If the defendant fails to appear to their court hearing, the judge will issue a warrant for their arrest and their bond will be revoked. There are certain circumstances in which the bond will be reinstated, providing that the defendant can provide valid proof behind their absence. Military service that takes them out of the state or an illness where the defendant was hospitalized are two excellent examples. If the defendant does not notify the court of a pending absence or simply fails to appear, the warrant will be issued and the bail bonds agency will have 60 days to return them to the jail for processing.

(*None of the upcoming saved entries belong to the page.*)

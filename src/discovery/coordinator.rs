// 管道协调器
// 持有筛选状态、用户位置和最近一次合并结果，状态变化时重新计算并发布

use std::sync::Arc;

use chrono::{DateTime, Local, Utc};
use tokio::sync::watch;

use crate::backend::{EventBackend, LocationProvider};
use crate::error::{FeedError, FilterError, LocationError};
use crate::models::{CategorySelection, Event, FilterState, Session, SortStrategy, UserLocation};
use crate::utils::start_of_today;

use super::merge::{MergeOutcome, merge_visible};
use super::pipeline::Pipeline;

/// 发给渲染端的结果
#[derive(Debug, Clone)]
pub struct FeedSnapshot {
    pub events: Vec<Event>,
    pub filter: FilterState,
    pub location: Option<UserLocation>,
    pub error: Option<FeedError>,
    /// 产生这批原始数据的请求代号
    pub generation: u64,
}

/// 一次已发出、尚未完成的拉取
pub struct PendingRefresh<B> {
    backend: Arc<B>,
    generation: u64,
    access_token: Option<String>,
    organization: Option<String>,
    starts_after: DateTime<Utc>,
}

pub struct FetchedEvents {
    generation: u64,
    outcome: MergeOutcome,
}

impl<B: EventBackend> PendingRefresh<B> {
    pub fn generation(&self) -> u64 {
        self.generation
    }

    pub async fn fetch(self) -> FetchedEvents {
        let outcome = merge_visible(
            &*self.backend,
            self.access_token.as_deref(),
            self.organization.as_deref(),
            self.starts_after,
        )
        .await;
        FetchedEvents {
            generation: self.generation,
            outcome,
        }
    }
}

pub struct Coordinator<B, L> {
    backend: Arc<B>,
    locator: L,
    pipeline: Pipeline,
    session: Session,
    filter: FilterState,
    location: Option<UserLocation>,
    raw: Vec<Event>,
    error: Option<FeedError>,
    issued: u64,
    applied: u64,
    sender: watch::Sender<FeedSnapshot>,
}

impl<B: EventBackend, L: LocationProvider> Coordinator<B, L> {
    pub fn new(backend: Arc<B>, locator: L, pipeline: Pipeline, session: Session) -> Self {
        let filter = pipeline.default_filter();
        let (sender, _) = watch::channel(FeedSnapshot {
            events: Vec::new(),
            filter,
            location: None,
            error: None,
            generation: 0,
        });
        Self {
            backend,
            locator,
            pipeline,
            session,
            filter,
            location: None,
            raw: Vec::new(),
            error: None,
            issued: 0,
            applied: 0,
            sender,
        }
    }

    /// 订阅结果；渲染端只读
    pub fn subscribe(&self) -> watch::Receiver<FeedSnapshot> {
        self.sender.subscribe()
    }

    pub fn snapshot(&self) -> FeedSnapshot {
        self.sender.borrow().clone()
    }

    pub fn session(&self) -> &Session {
        &self.session
    }

    pub fn filter(&self) -> &FilterState {
        &self.filter
    }

    pub fn location(&self) -> Option<&UserLocation> {
        self.location.as_ref()
    }

    pub fn set_category(&mut self, category: CategorySelection) {
        self.filter.category = category;
        self.republish();
    }

    pub fn set_sort(&mut self, sort: SortStrategy) -> Result<(), FilterError> {
        self.filter.sort = self.pipeline.check_sort(sort)?;
        self.republish();
        Ok(())
    }

    pub fn set_radius(&mut self, radius_miles: f64) -> Result<(), FilterError> {
        self.filter.radius_miles = self.pipeline.check_radius(radius_miles)?;
        self.republish();
        Ok(())
    }

    pub fn set_location(&mut self, location: Option<UserLocation>) {
        self.location = location;
        self.republish();
    }

    /// 向定位能力请求位置。拒绝授权时清空位置，暂时不可用时保留上次的位置
    pub async fn resolve_location(&mut self) -> Result<(), LocationError> {
        match self.locator.current_location().await {
            Ok(location) => {
                self.set_location(Some(location));
                Ok(())
            }
            Err(LocationError::PermissionDenied) => {
                tracing::info!("Location permission denied, distance filtering disabled");
                self.set_location(None);
                Err(LocationError::PermissionDenied)
            }
            Err(e) => {
                tracing::warn!("Location unavailable, keeping last known position: {}", e);
                Err(e)
            }
        }
    }

    pub fn begin_refresh(&mut self) -> PendingRefresh<B> {
        self.begin_refresh_at(start_of_today(&Local::now()))
    }

    pub fn begin_refresh_at(&mut self, starts_after: DateTime<Utc>) -> PendingRefresh<B> {
        self.issued += 1;
        PendingRefresh {
            backend: Arc::clone(&self.backend),
            generation: self.issued,
            access_token: self.session.access_token.clone(),
            organization: self.session.organization.clone(),
            starts_after,
        }
    }

    /// 安装拉取结果；比已安装结果更旧的直接丢弃，返回是否生效
    pub fn apply_fetch(&mut self, fetched: FetchedEvents) -> bool {
        if fetched.generation <= self.applied {
            tracing::debug!(
                "Discarding stale fetch {} (latest applied {})",
                fetched.generation,
                self.applied
            );
            return false;
        }
        self.applied = fetched.generation;
        self.error = fetched.outcome.error();
        self.raw = fetched.outcome.events;
        self.republish();
        true
    }

    pub async fn refresh(&mut self) -> bool {
        let pending = self.begin_refresh();
        let fetched = pending.fetch().await;
        self.apply_fetch(fetched)
    }

    fn republish(&mut self) {
        let events = self.pipeline.run(&self.raw, &self.filter, self.location.as_ref());
        self.sender.send_replace(FeedSnapshot {
            events,
            filter: self.filter,
            location: self.location,
            error: self.error.clone(),
            generation: self.applied,
        });
    }
}

#[cfg(test)]
mod tests {
    use super::*;
    use crate::backend::{FixedLocation, InMemoryBackend};
    use crate::discovery::PipelineConfig;
    use crate::models::{Coordinate, EventCategory, Position};
    use chrono::TimeDelta;
    use std::sync::atomic::{AtomicBool, Ordering};

    // 第一次返回位置，之后一直暂时不可用
    struct FlakyLocation {
        first: UserLocation,
        used: AtomicBool,
    }

    impl LocationProvider for FlakyLocation {
        async fn current_location(&self) -> Result<UserLocation, LocationError> {
            if self.used.swap(true, Ordering::SeqCst) {
                Err(LocationError::Unavailable("gps timeout".into()))
            } else {
                Ok(self.first)
            }
        }
    }

    fn located(lat: f64) -> Position {
        Position::Located(Coordinate::new(lat, -74.0).unwrap())
    }

    fn session(org: &str) -> Session {
        Session {
            access_token: Some("tok".into()),
            user: None,
            organization: Some(org.into()),
        }
    }

    fn coordinator(backend: InMemoryBackend, locator: FixedLocation) -> Coordinator<InMemoryBackend, FixedLocation> {
        Coordinator::new(
            Arc::new(backend),
            locator,
            Pipeline::new(PipelineConfig::default()),
            session("MIT"),
        )
    }

    fn campus() -> InMemoryBackend {
        let now = Utc::now();
        InMemoryBackend::new().with_events([
            InMemoryBackend::event("pizza", EventCategory::Food, now + TimeDelta::days(1), now - TimeDelta::hours(3), located(40.01), Some("MIT")),
            InMemoryBackend::event("soccer", EventCategory::Sports, now + TimeDelta::days(2), now - TimeDelta::hours(1), located(40.3), None),
            InMemoryBackend::event("lecture", EventCategory::Academic, now + TimeDelta::days(1), now - TimeDelta::hours(2), Position::Unlocated, None),
        ])
    }

    #[tokio::test]
    async fn refresh_publishes_merged_and_sorted_events() {
        let mut coordinator = coordinator(campus(), FixedLocation(None));
        let receiver = coordinator.subscribe();

        assert!(coordinator.refresh().await);
        let snapshot = receiver.borrow().clone();
        let titles: Vec<_> = snapshot.events.iter().map(|e| e.title.as_str()).collect();
        assert_eq!(titles, ["soccer", "lecture", "pizza"]);
        assert_eq!(snapshot.generation, 1);
        assert!(snapshot.error.is_none());
    }

    #[tokio::test]
    async fn filter_changes_rerun_the_pipeline() {
        let here = UserLocation::new(40.0, -74.0).unwrap();
        let mut coordinator = coordinator(campus(), FixedLocation(Some(here)));
        coordinator.refresh().await;

        coordinator.set_category(CategorySelection::Only(EventCategory::Food));
        assert_eq!(coordinator.snapshot().events.len(), 1);

        coordinator.set_category(CategorySelection::All);
        coordinator.resolve_location().await.unwrap();
        coordinator.set_radius(5.0).unwrap();
        coordinator.set_sort(SortStrategy::Nearby).unwrap();
        let titles: Vec<_> = coordinator
            .snapshot()
            .events
            .iter()
            .map(|e| e.title.clone())
            .collect();
        assert_eq!(titles, ["pizza"]);

        assert!(coordinator.set_radius(3.0).is_err());
        assert_eq!(coordinator.filter().radius_miles, 5.0);
    }

    #[tokio::test]
    async fn denied_location_makes_geo_filter_inert() {
        let mut coordinator = coordinator(campus(), FixedLocation(None));
        coordinator.refresh().await;
        coordinator.set_radius(1.0).unwrap();
        coordinator.set_sort(SortStrategy::Nearby).unwrap();

        assert_eq!(
            coordinator.resolve_location().await,
            Err(LocationError::PermissionDenied)
        );
        assert!(coordinator.location().is_none());
        assert_eq!(coordinator.snapshot().events.len(), 3);
    }

    #[tokio::test]
    async fn stale_fetch_does_not_overwrite_newer_result() {
        let mut coordinator = coordinator(campus(), FixedLocation(None));
        let now = Utc::now();

        let old = coordinator.begin_refresh_at(now + TimeDelta::days(30));
        let new = coordinator.begin_refresh_at(now - TimeDelta::days(1));
        assert!(new.generation() > old.generation());

        let new_result = new.fetch().await;
        let old_result = old.fetch().await;

        assert!(coordinator.apply_fetch(new_result));
        assert!(!coordinator.apply_fetch(old_result));
        assert_eq!(coordinator.snapshot().events.len(), 3);
        assert_eq!(coordinator.snapshot().generation, 2);
    }

    #[tokio::test]
    async fn total_failure_surfaces_error_with_empty_feed() {
        let backend = campus().failing_scoped().failing_public();
        let mut coordinator = coordinator(backend, FixedLocation(None));
        coordinator.refresh().await;

        let snapshot = coordinator.snapshot();
        assert!(snapshot.events.is_empty());
        assert_eq!(snapshot.error, Some(FeedError::Unavailable));
    }

    #[tokio::test]
    async fn unavailable_location_keeps_last_position() {
        let here = UserLocation::new(40.0, -74.0).unwrap();
        let locator = FlakyLocation {
            first: here,
            used: AtomicBool::new(false),
        };
        let mut coordinator = Coordinator::new(
            Arc::new(campus()),
            locator,
            Pipeline::new(PipelineConfig::default()),
            session("MIT"),
        );
        coordinator.refresh().await;
        coordinator.set_radius(5.0).unwrap();

        coordinator.resolve_location().await.unwrap();
        let before = coordinator.snapshot();
        assert_eq!(before.events.len(), 1);

        assert!(matches!(
            coordinator.resolve_location().await,
            Err(LocationError::Unavailable(_))
        ));
        assert_eq!(coordinator.location(), Some(&here));
        let after = coordinator.snapshot();
        assert_eq!(after.location, Some(here));
        let titles: Vec<_> = after.events.iter().map(|e| e.title.as_str()).collect();
        assert_eq!(titles, ["pizza"]);
    }
}
// 活动发现管道
// 合并 → 类别筛选 → 半径筛选 → 排序

mod coordinator;
mod filter;
mod merge;
mod pipeline;
mod sort;

pub use coordinator::{Coordinator, FeedSnapshot, FetchedEvents, PendingRefresh};
pub use filter::{filter_by_category, filter_by_radius};
pub use merge::{MergeOutcome, Partition, merge_visible};
pub use pipeline::{Pipeline, PipelineConfig};
pub use sort::sort_events;
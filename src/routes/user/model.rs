use serde::Serialize;

use crate::models::Session;

#[derive(Debug, Serialize)]
pub struct ProfileResponse {
    pub user_id: String,
    pub email: Option<String>,
    pub university: Option<String>,
}

impl ProfileResponse {
    /// 匿名会话没有资料
    pub fn from_session(session: &Session) -> Option<Self> {
        let user = session.user.as_ref()?;
        Some(Self {
            user_id: user.id.clone(),
            email: user.email.clone(),
            university: session.organization.clone(),
        })
    }
}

A defendant's bond can be revoked for other reasons as well. Violating a restraining or personal protection order, committing another crime, or not attending court mandated drug and alcohol counseling may result in the judge or bail bonds agency taking the steps to revoke the defendant's bond. The bond may also be revoked if the co-signer or indemnitor chooses to no longer by financially responsible for the defendant.

As soon as the defendant's bail has been set by either the judge or the magistrate, the bail bonds agent can go to the jail where the defendant is being held and post the bond. Posting the required bond amount will start the release process. During the release process, the defendant will be informed of the terms of their bond. They will be given a court date and they will be asked if they have any questions concerning the stipulations attached to their early release. Their rights and responsibilities will be explained to them in detail. Once the defendant has agreed to the stipulations and completed the rest of the release process, they will be allowed to leave with the bail bond agent.